[Stored items]
****************

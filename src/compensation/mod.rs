//! # Spillover Compensation
//!
//! Fluorochromes emit into neighbouring detectors. Instruments record the
//! crosstalk as a spillover matrix `S` in the TEXT segment, and an event's
//! observed detector vector is its true signal vector times `S`:
//!
//! ```text
//! observed = true · S      =>      true = observed · S⁻¹
//! ```
//!
//! The keyword value is a comma separated list: the basis size `N`, `N`
//! parameter names, then `N²` row-major coefficients.
//!
//! A [`Compensator`] inverts the matrix once and applies it either to a copy
//! of a frame (new identity, source untouched) or in place (same frame and
//! dimension identities). Both paths compute every new column before writing
//! anything, so a failure leaves the frame exactly as it was.

use std::collections::BTreeMap;

use log::{debug, info, warn};

use crate::frame::Frame;
use crate::ident::Id;

mod error;
mod matrix;


pub use error::CompensationError;
pub use matrix::SquareMatrix;

/// Keywords that may carry a spillover matrix, in lookup order
pub const SPILLOVER_KEYWORDS: [&str; 4] = ["$SPILLOVER", "SPILL", "$SPILL", "SPILLOVER"];

/// Parsed spillover specification
#[derive(Debug, Clone, PartialEq)]
pub struct SpilloverMatrix {
    id: Id,
    parameters: Vec<String>,
    matrix: SquareMatrix,
}

impl SpilloverMatrix {
    /// Parse a spillover keyword value
    pub fn parse(text: &str) -> Result<Self, CompensationError> {
        let mut tokens: Vec<&str> = text.split(',').map(str::trim).collect();
        while tokens.last() == Some(&"") {
            tokens.pop();
        }
        let n: usize = tokens
            .first()
            .and_then(|t| t.parse().ok())
            .filter(|&n| n > 0)
            .ok_or_else(|| {
                CompensationError::InvalidSpillover(format!(
                    "basis size is not a positive integer: {:?}",
                    tokens.first().unwrap_or(&"")
                ))
            })?;

        let expected = 1 + n + n * n;
        if tokens.len() != expected {
            return Err(CompensationError::InvalidSpillover(format!(
                "expected {} tokens for a {n}x{n} matrix, found {}",
                expected,
                tokens.len()
            )));
        }

        let parameters: Vec<String> = tokens[1..=n].iter().map(|s| s.to_string()).collect();
        let coefficients = tokens[n + 1..]
            .iter()
            .map(|t| {
                t.parse::<f64>()
                    .ok()
                    .filter(|v| v.is_finite())
                    .ok_or_else(|| CompensationError::InvalidSpillover(format!("bad coefficient: {t}")))
            })
            .collect::<Result<Vec<f64>, _>>()?;

        let matrix = SquareMatrix::from_row_major(n, coefficients).ok_or_else(|| {
            CompensationError::InvalidSpillover("coefficient count mismatch".to_string())
        })?;
        for i in 0..n {
            if matrix.get(i, i) != 1.0 {
                warn!(
                    "Spillover diagonal for {} is {} (expected 1.0)",
                    parameters[i],
                    matrix.get(i, i)
                );
            }
        }

        Ok(Self {
            id: Id::new(),
            parameters,
            matrix,
        })
    }

    /// Find and parse the spillover keyword in a keyword map
    pub fn from_keywords(keywords: &BTreeMap<String, String>) -> Result<Self, CompensationError> {
        for key in SPILLOVER_KEYWORDS {
            let value = keywords.get(key).or_else(|| {
                keywords
                    .iter()
                    .find(|(k, _)| k.eq_ignore_ascii_case(key))
                    .map(|(_, v)| v)
            });
            if let Some(value) = value {
                debug!("Reading spillover matrix from {}", key);
                return Self::parse(value);
            }
        }
        Err(CompensationError::MissingSpillover)
    }

    /// Stable identity, recorded on compensated dimensions
    pub fn id(&self) -> Id {
        self.id
    }

    /// Basis parameter names in declared order
    pub fn parameter_names(&self) -> &[String] {
        &self.parameters
    }

    /// Coefficient matrix
    pub fn matrix(&self) -> &SquareMatrix {
        &self.matrix
    }

    /// Basis size
    pub fn size(&self) -> usize {
        self.parameters.len()
    }
}

/// Applies (or undoes) one spillover matrix
#[derive(Debug, Clone)]
pub struct Compensator {
    spillover: SpilloverMatrix,
    inverse: SquareMatrix,
}

impl Compensator {
    /// Invert the spillover matrix
    pub fn new(spillover: SpilloverMatrix) -> Result<Self, CompensationError> {
        let inverse = spillover
            .matrix
            .inverse()
            .ok_or(CompensationError::SingularMatrix)?;
        Ok(Self { spillover, inverse })
    }

    /// Compensator for the matrix declared in a frame's keywords
    pub fn for_frame(frame: &Frame) -> Result<Self, CompensationError> {
        let spillover = frame
            .spillover()
            .cloned()
            .ok_or(CompensationError::MissingSpillover)?;
        Self::new(spillover)
    }

    /// The spillover matrix being applied
    pub fn spillover(&self) -> &SpilloverMatrix {
        &self.spillover
    }

    /// Unmixing matrix `S⁻¹`
    pub fn inverse(&self) -> &SquareMatrix {
        &self.inverse
    }

    /// Compensated copy of `frame` under a new identity; the source is untouched
    pub fn compensate(&self, frame: &Frame) -> Result<Frame, CompensationError> {
        let mut copy = frame.duplicate();
        self.compensate_in_place(&mut copy)?;
        Ok(copy)
    }

    /// Compensate the basis dimensions of `frame` in place, keeping identities
    pub fn compensate_in_place(&self, frame: &mut Frame) -> Result<(), CompensationError> {
        let id = self.spillover.id();
        self.apply(frame, &self.inverse, Some(id))?;
        frame.set_compensation_id(Some(id));
        info!(
            "Compensated {} parameters of {}",
            self.spillover.size(),
            frame.preferred_name()
        );
        Ok(())
    }

    /// Copy of `frame` with the spillover re-applied (observed values restored)
    pub fn decompensate(&self, frame: &Frame) -> Result<Frame, CompensationError> {
        let mut copy = frame.duplicate();
        self.decompensate_in_place(&mut copy)?;
        Ok(copy)
    }

    /// Re-apply the spillover in place
    pub fn decompensate_in_place(&self, frame: &mut Frame) -> Result<(), CompensationError> {
        self.apply(frame, &self.spillover.matrix, None)?;
        frame.set_compensation_id(None);
        Ok(())
    }

    fn apply(
        &self,
        frame: &mut Frame,
        matrix: &SquareMatrix,
        compensation_ref: Option<Id>,
    ) -> Result<(), CompensationError> {
        let positions = self.resolve(frame)?;
        let n = positions.len();
        let rows = frame.row_count();

        let mut columns: Vec<Vec<f64>> = (0..n).map(|_| Vec::with_capacity(rows)).collect();
        let mut observed = vec![0.0; n];
        let mut unmixed = vec![0.0; n];
        {
            let dims = frame.dimensions();
            for event in 0..rows {
                for (slot, &p) in observed.iter_mut().zip(&positions) {
                    *slot = dims[p].values()[event];
                }
                matrix.left_multiply(&observed, &mut unmixed);
                for (column, &value) in columns.iter_mut().zip(&unmixed) {
                    column.push(value);
                }
            }
        }

        for (&p, column) in positions.iter().zip(columns) {
            frame.dimension_at_mut(p).replace_values(column, compensation_ref);
        }
        Ok(())
    }

    /// Frame positions of the basis parameters, matched by relaxed name
    fn resolve(&self, frame: &Frame) -> Result<Vec<usize>, CompensationError> {
        let mut positions = Vec::with_capacity(self.spillover.size());
        for name in self.spillover.parameter_names() {
            let p = frame
                .position_of(name)
                .map_err(|_| CompensationError::UnknownDimension(name.clone()))?;
            if positions.contains(&p) {
                return Err(CompensationError::InvalidSpillover(format!(
                    "parameter {name} matches a dimension already in the basis"
                )));
            }
            positions.push(p);
        }
        Ok(positions)
    }
}

/// Compensate with the spillover matrix declared in the frame's own keywords
pub fn compensate(frame: &Frame) -> Result<Frame, CompensationError> {
    Compensator::for_frame(frame)?.compensate(frame)
}

/// In-place variant of [`compensate`]; identities are kept
pub fn compensate_in_place(frame: &mut Frame) -> Result<(), CompensationError> {
    Compensator::for_frame(frame)?.compensate_in_place(frame)
}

****************

**What to do**
Restate each entry above word for word.

**Completed exercise**
filename src/compensation/mod.rs
//! # Spillover Compensation
//!
//! Fluorochromes emit into neighbouring detectors. Instruments record the
//! crosstalk as a spillover matrix `S` in the TEXT segment, and an event's
//! observed detector vector is its true signal vector times `S`:
//!
//! ```text
//! observed = true · S      =>      true = observed · S⁻¹
//! ```
//!
//! The keyword value is a comma separated list: the basis size `N`, `N`
//! parameter names, then `N²` row-major coefficients.
//!
//! A [`Compensator`] inverts the matrix once and applies it either to a copy
//! of a frame (new identity, source untouched) or in place (same frame and
//! dimension identities). Both paths compute every new column before writing
//! anything, so a failure leaves the frame exactly as it was.

use std::collections::BTreeMap;

use log::{debug, info, warn};

use crate::frame::Frame;
use crate::ident::Id;

mod error;
mod matrix;


pub use error::CompensationError;
pub use matrix::SquareMatrix;

/// Keywords that may carry a spillover matrix, in lookup order
pub const SPILLOVER_KEYWORDS: [&str; 4] = ["$SPILLOVER", "SPILL", "$SPILL", "SPILLOVER"];

/// Parsed spillover specification
#[derive(Debug, Clone, PartialEq)]
pub struct SpilloverMatrix {
    id: Id,
    parameters: Vec<String>,
    matrix: SquareMatrix,
}

impl SpilloverMatrix {
    /// Parse a spillover keyword value
    pub fn parse(text: &str) -> Result<Self, CompensationError> {
        let mut tokens: Vec<&str> = text.split(',').map(str::trim).collect();
        while tokens.last() == Some(&"") {
            tokens.pop();
        }
        let n: usize = tokens
            .first()
            .and_then(|t| t.parse().ok())
            .filter(|&n| n > 0)
            .ok_or_else(|| {
                CompensationError::InvalidSpillover(format!(
                    "basis size is not a positive integer: {:?}",
                    tokens.first().unwrap_or(&"")
                ))
            })?;

        let expected = 1 + n + n * n;
        if tokens.len() != expected {
            return Err(CompensationError::InvalidSpillover(format!(
                "expected {} tokens for a {n}x{n} matrix, found {}",
                expected,
                tokens.len()
            )));
        }

        let parameters: Vec<String> = tokens[1..=n].iter().map(|s| s.to_string()).collect();
        let coefficients = tokens[n + 1..]
            .iter()
            .map(|t| {
                t.parse::<f64>()
                    .ok()
                    .filter(|v| v.is_finite())
                    .ok_or_else(|| CompensationError::InvalidSpillover(format!("bad coefficient: {t}")))
            })
            .collect::<Result<Vec<f64>, _>>()?;

        let matrix = SquareMatrix::from_row_major(n, coefficients).ok_or_else(|| {
            CompensationError::InvalidSpillover("coefficient count mismatch".to_string())
        })?;
        for i in 0..n {
            if matrix.get(i, i) != 1.0 {
                warn!(
                    "Spillover diagonal for {} is {} (expected 1.0)",
                    parameters[i],
                    matrix.get(i, i)
                );
            }
        }

        Ok(Self {
            id: Id::new(),
            parameters,
            matrix,
        })
    }

    /// Find and parse the spillover keyword in a keyword map
    pub fn from_keywords(keywords: &BTreeMap<String, String>) -> Result<Self, CompensationError> {
        for key in SPILLOVER_KEYWORDS {
            let value = keywords.get(key).or_else(|| {
                keywords
                    .iter()
                    .find(|(k, _)| k.eq_ignore_ascii_case(key))
                    .map(|(_, v)| v)
            });
            if let Some(value) = value {
                debug!("Reading spillover matrix from {}", key);
                return Self::parse(value);
            }
        }
        Err(CompensationError::MissingSpillover)
    }

    /// Stable identity, recorded on compensated dimensions
    pub fn id(&self) -> Id {
        self.id
    }

    /// Basis parameter names in declared order
    pub fn parameter_names(&self) -> &[String] {
        &self.parameters
    }

    /// Coefficient matrix
    pub fn matrix(&self) -> &SquareMatrix {
        &self.matrix
    }

    /// Basis size
    pub fn size(&self) -> usize {
        self.parameters.len()
    }
}

/// Applies (or undoes) one spillover matrix
#[derive(Debug, Clone)]
pub struct Compensator {
    spillover: SpilloverMatrix,
    inverse: SquareMatrix,
}

impl Compensator {
    /// Invert the spillover matrix
    pub fn new(spillover: SpilloverMatrix) -> Result<Self, CompensationError> {
        let inverse = spillover
            .matrix
            .inverse()
            .ok_or(CompensationError::SingularMatrix)?;
        Ok(Self { spillover, inverse })
    }

    /// Compensator for the matrix declared in a frame's keywords
    pub fn for_frame(frame: &Frame) -> Result<Self, CompensationError> {
        let spillover = frame
            .spillover()
            .cloned()
            .ok_or(CompensationError::MissingSpillover)?;
        Self::new(spillover)
    }

    /// The spillover matrix being applied
    pub fn spillover(&self) -> &SpilloverMatrix {
        &self.spillover
    }

    /// Unmixing matrix `S⁻¹`
    pub fn inverse(&self) -> &SquareMatrix {
        &self.inverse
    }

    /// Compensated copy of `frame` under a new identity; the source is untouched
    pub fn compensate(&self, frame: &Frame) -> Result<Frame, CompensationError> {
        let mut copy = frame.duplicate();
        self.compensate_in_place(&mut copy)?;
        Ok(copy)
    }

    /// Compensate the basis dimensions of `frame` in place, keeping identities
    pub fn compensate_in_place(&self, frame: &mut Frame) -> Result<(), CompensationError> {
        let id = self.spillover.id();
        self.apply(frame, &self.inverse, Some(id))?;
        frame.set_compensation_id(Some(id));
        info!(
            "Compensated {} parameters of {}",
            self.spillover.size(),
            frame.preferred_name()
        );
        Ok(())
    }

    /// Copy of `frame` with the spillover re-applied (observed values restored)
    pub fn decompensate(&self, frame: &Frame) -> Result<Frame, CompensationError> {
        let mut copy = frame.duplicate();
        self.decompensate_in_place(&mut copy)?;
        Ok(copy)
    }

    /// Re-apply the spillover in place
    pub fn decompensate_in_place(&self, frame: &mut Frame) -> Result<(), CompensationError> {
        self.apply(frame, &self.spillover.matrix, None)?;
        frame.set_compensation_id(None);
        Ok(())
    }

    fn apply(
        &self,
        frame: &mut Frame,
        matrix: &SquareMatrix,
        compensation_ref: Option<Id>,
    ) -> Result<(), CompensationError> {
        let positions = self.resolve(frame)?;
        let n = positions.len();
        let rows = frame.row_count();

        let mut columns: Vec<Vec<f64>> = (0..n).map(|_| Vec::with_capacity(rows)).collect();
        let mut observed = vec![0.0; n];
        let mut unmixed = vec![0.0; n];
        {
            let dims = frame.dimensions();
            for event in 0..rows {
                for (slot, &p) in observed.iter_mut().zip(&positions) {
                    *slot = dims[p].values()[event];
                }
                matrix.left_multiply(&observed, &mut unmixed);
                for (column, &value) in columns.iter_mut().zip(&unmixed) {
                    column.push(value);
                }
            }
        }

        for (&p, column) in positions.iter().zip(columns) {
            frame.dimension_at_mut(p).replace_values(column, compensation_ref);
        }
        Ok(())
    }

    /// Frame positions of the basis parameters, matched by relaxed name
    fn resolve(&self, frame: &Frame) -> Result<Vec<usize>, CompensationError> {
        let mut positions = Vec::with_capacity(self.spillover.size());
        for name in self.spillover.parameter_names() {
            let p = frame
                .position_of(name)
                .map_err(|_| CompensationError::UnknownDimension(name.clone()))?;
            if positions.contains(&p) {
                return Err(CompensationError::InvalidSpillover(format!(
                    "parameter {name} matches a dimension already in the basis"
                )));
            }
            positions.push(p);
        }
        Ok(positions)
    }
}

/// Compensate with the spillover matrix declared in the frame's own keywords
pub fn compensate(frame: &Frame) -> Result<Frame, CompensationError> {
    Compensator::for_frame(frame)?.compensate(frame)
}

/// In-place variant of [`compensate`]; identities are kept
pub fn compensate_in_place(frame: &mut Frame) -> Result<(), CompensationError> {
    Compensator::for_frame(frame)?.compensate_in_place(frame)
}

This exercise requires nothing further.